I can’t say. I’m not Mother Theresa. But I assume she saw something in the eyes of dying children that made her kindness worthwhile.

In like manner, on a far lesser level, I see something in the eyes of grandchildren (and over a decade’s worth of kids at my Childcare), that makes sacrifice worthwhile.

In order to explain such sacrifice to the greedy, you must put it in terms the greedy can understand. It’s hard. But perhaps I can do it.

When you start out small, for some reason you are given more. You start out camping with eight, but it becomes forty-three. It becomes such big thing that people start to notice. A campground owner feels uncomfortable. Basically he is saying, “Stop. Something is going on here which is out of my control.” (The word for that is “sacrifice.”)
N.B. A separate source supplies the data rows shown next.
//! Remember-me workflow: long-lived token for skip-password re-entry.
//!
//! The token is derived from the account email keyed by the issuance
//! instant and carries no expiry; it stays valid until a later issuance
//! replaces it. The returned value is meant for an `httpOnly` cookie with
//! a caller-configured max age. Rotation on each use is a known extension
//! point, not implemented here.

use std::sync::Arc;
use tracing::debug;

use crate::account::AccountSecurity;
use crate::clock::Clock;
use crate::error::AuthError;
use crate::token;

pub struct RememberWorkflow {
    clock: Arc<dyn Clock>,
}

impl RememberWorkflow {
    #[must_use]
    pub fn new(clock: Arc<dyn Clock>) -> Self {
        Self { clock }
    }

    /// Issue a remember-me token, replacing any previous one, and return
    /// the opaque value for the client-side cookie.
    pub fn issue(&self, account: &mut AccountSecurity) -> String {
        let issued_at = self.clock.now();
        let value = token::issue(&account.email, issued_at);
        account.remember.token = Some(value.clone());
        account.remember.issued_at = Some(issued_at);
        debug!(account_id = %account.id, "issued remember-me token");
        value
    }

    /// Verify a presented remember-me token against the stored state.
    pub fn verify(&self, account: &AccountSecurity, candidate: &str) -> Result<(), AuthError> {
        let (Some(stored), Some(issued_at)) =
            (account.remember.token.as_deref(), account.remember.issued_at)
        else {
            return Err(AuthError::TokenInvalid);
        };
        if stored != candidate || !token::verify(&account.email, issued_at, candidate) {
            return Err(AuthError::TokenInvalid);
        }
        Ok(())
    }
}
I’m scheduled to return to that campground at the end of summer, but not as part of a mob. It will just be me, my wife, and two close friends. (Oldsters need time to relax and be refreshed). But while I’m there I hope to engage the elderly campground-owner in a good conversion. If I can figure out how to break the ice, there is much to wonder about.

After all, in 1987 I was the sort of ruined drifter, basically homeless, who campground-owners did not want to see arriving at their campground in a battered, brown 1974 Toyota. Who could imagine the same dude would now be a “patriarch”, still pitching a tent but with 42 others, including four driving motor-homes?

Much to think about, if thinking is allowed.